Post by Apollonius »

A lot of food (up to 40%) is wasted. Part of it spoils during transport, but a whole lot is just thrown away because it doesn't look pretty enough. Once people realise that they cannot afford to waste food, they will start eating vegetables that don't look as pretty as what we are used to see in today's supermarkets.

Modern agriculture also produces a lot of foods that don't yield much nutritional value. If they switch to crops that yield many calories per acreage, they could perhaps sustain the population. Replace wheat (which only yields 6 million calories per acre) with potatoes (18 million calories per acre); if you must have meat, replace cattle and chickens (around 1 mil. calories) with pigs (3 mil. calories per acre). Forbid supermarkets from throwing away stuff that doesn't look pretty, relax food regulations to reduce wastage, issue ration cards. Britons consume way too much food anway, no wonder they're the most overweight people in Europe. People can live on 2000 kilocalories per day and still be perfectly healthy, and yet, the average Briton consumes over 3000 per day. Allow manual laborers to eat that much, and keep the rest of the population on a lean diet. Outlaw the production of pet foods and alcohol, so that these resources can also be dedicated to food production.

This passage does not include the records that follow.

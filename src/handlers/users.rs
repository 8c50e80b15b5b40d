use axum::extract::{Path, State};
use axum::response::Json;
use serde::Deserialize;

use crate::auth::password::hash_password;
use crate::database::models::UserRead;
use crate::database::repository::users;
use crate::error::ApiError;
use crate::handlers::validate::{
    check_email, check_max_len, ensure_valid, require_non_empty, FieldErrors, EMAIL_MAX,
    USERNAME_MAX,
};
use crate::middleware::{ApiResponse, ApiResult, AuthUser};
use crate::state::AppState;

#[derive(Debug, Deserialize)]
pub struct UpdateUserRequest {
    pub email: Option<String>,
    pub username: Option<String>,
    pub password: Option<String>,
    pub is_active: Option<bool>,
}

/// GET /users/ - list all users
pub async fn list(State(state): State<AppState>) -> ApiResult<Vec<UserRead>> {
    let users = users::list_all(&state.pool).await?;
    Ok(ApiResponse::success(users))
}

/// GET /users/me - the caller's own profile
pub async fn me(State(state): State<AppState>, auth: AuthUser) -> ApiResult<UserRead> {
    let user = users::get_by_id(&state.pool, auth.user_id).await?;
    Ok(ApiResponse::success(user))
}

/// GET /users/:id - get a single user
pub async fn get(State(state): State<AppState>, Path(id): Path<i64>) -> ApiResult<UserRead> {
    let user = users::get_by_id(&state.pool, id).await?;
    Ok(ApiResponse::success(user))
}

/// PATCH /users/:id - partial profile update
pub async fn update(
    State(state): State<AppState>,
    _auth: AuthUser,
    Path(id): Path<i64>,
    Json(payload): Json<UpdateUserRequest>,
) -> ApiResult<UserRead> {
    if payload.email.is_none()
        && payload.username.is_none()
        && payload.password.is_none()
        && payload.is_active.is_none()
    {
        return Err(ApiError::bad_request(
            "At least one valid field must be provided for update",
        ));
    }

    let mut errors = FieldErrors::new();
    if let Some(email) = &payload.email {
        require_non_empty(&mut errors, "email", email);
        check_max_len(&mut errors, "email", email, EMAIL_MAX);
        if !email.trim().is_empty() {
            check_email(&mut errors, "email", email);
        }
    }
    if let Some(username) = &payload.username {
        require_non_empty(&mut errors, "username", username);
        check_max_len(&mut errors, "username", username, USERNAME_MAX);
    }
    if let Some(password) = &payload.password {
        require_non_empty(&mut errors, "password", password);
    }
    ensure_valid(errors)?;

    let hashed_password = match &payload.password {
        Some(password) => Some(hash_password(password).map_err(ApiError::internal_server_error)?),
        None => None,
    };

    let user = users::update(
        &state.pool,
        id,
        users::UserChanges {
            email: payload.email,
            username: payload.username,
            hashed_password,
            is_active: payload.is_active,
        },
    )
    .await?;
    Ok(ApiResponse::success(user))
}

/// DELETE /users/:id - delete a user; blocked by the store while posts
/// still reference them
pub async fn delete(
    State(state): State<AppState>,
    _auth: AuthUser,
    Path(id): Path<i64>,
) -> ApiResult<String> {
    let confirmation = users::delete(&state.pool, id).await?;
    Ok(ApiResponse::success(confirmation))
}
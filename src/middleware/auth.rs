use axum::async_trait;
use axum::extract::FromRequestParts;
use axum::http::request::Parts;
use axum::http::HeaderMap;

use crate::auth::{verify_jwt, Claims};
use crate::error::ApiError;

/// Authenticated caller identity, resolved from a verified bearer token.
///
/// Used as an extractor: any handler that takes an `AuthUser` argument
/// rejects requests without a valid credential with 401 before the handler
/// body runs.
#[derive(Clone, Debug)]
pub struct AuthUser {
    pub user_id: i64,
    pub username: String,
}

impl From<Claims> for AuthUser {
    fn from(claims: Claims) -> Self {
        Self {
            user_id: claims.user_id,
            username: claims.username,
        }
    }
}

#[async_trait]
impl<S> FromRequestParts<S> for AuthUser
where
    S: Send + Sync,
{
    type Rejection = ApiError;

    async fn from_request_parts(parts: &mut Parts, _state: &S) -> Result<Self, Self::Rejection> {
        let token = extract_bearer_token(&parts.headers).map_err(ApiError::unauthorized)?;
        let claims = verify_jwt(&token).map_err(ApiError::unauthorized)?;
        Ok(AuthUser::from(claims))
    }
}

/// Extract the token from an `Authorization: Bearer <token>` header
fn extract_bearer_token(headers: &HeaderMap) -> Result<String, String> {
    let auth_header = headers
        .get("authorization")
        .ok_or_else(|| "Missing Authorization header".to_string())?;

    let auth_str = auth_header
        .to_str()
        .map_err(|_| "Invalid Authorization header format".to_string())?;

    if let Some(token) = auth_str.strip_prefix("Bearer ") {
        if token.trim().is_empty() {
            return Err("Empty bearer token".to_string());
        }
        Ok(token.to_string())
    } else {
        Err("Authorization header must use Bearer token format".to_string())
    }
}

#[cfg(test)]
mod tests {
    use super::*;
    use axum::http::HeaderValue;

    fn headers_with(value: &str) -> HeaderMap {
        let mut headers = HeaderMap::new();
        headers.insert("authorization", HeaderValue::from_str(value).unwrap());
        headers
    }

    #[test]
    fn extracts_bearer_token() {
        let token = extract_bearer_token(&headers_with("Bearer abc.def.ghi")).unwrap();
        assert_eq!(token, "abc.def.ghi");
    }

    #[test]
    fn rejects_missing_header() {
        assert!(extract_bearer_token(&HeaderMap::new()).is_err());
    }

    #[test]
    fn rejects_non_bearer_scheme() {
        assert!(extract_bearer_token(&headers_with("Basic dXNlcjpwYXNz")).is_err());
    }

    #[test]
    fn rejects_empty_token() {
        assert!(extract_bearer_token(&headers_with("Bearer  ")).is_err());
    }
}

It may be true that they wouldn't be able to feed the population with what they're currently producing, because economically, it makes more sense to just import certain things rather than to produce them locally. Once importation becomes impossible, they will have to start producing stuff that wouldn't currently generate any profit. Things that are cheap today would probably become very expensive, and people will have to spend most of their income on food, but that doesn't necessarily mean that they will be starving.

But even with starvation, general anarchy and collapse of civilisation is unlikely. We had starvation in the Soviet Union and many other places during the 20th century, and yet, society didn't collapse. It may be necessary to introduce summary executions for minor offenses, both to reduce the unproductive parts of the population, and to keep people from rioting, but a sufficiently determined government would be able to keep things from getting out of control. What is most important, is preserving political unity. If a civil war were to break out, everything would collapse.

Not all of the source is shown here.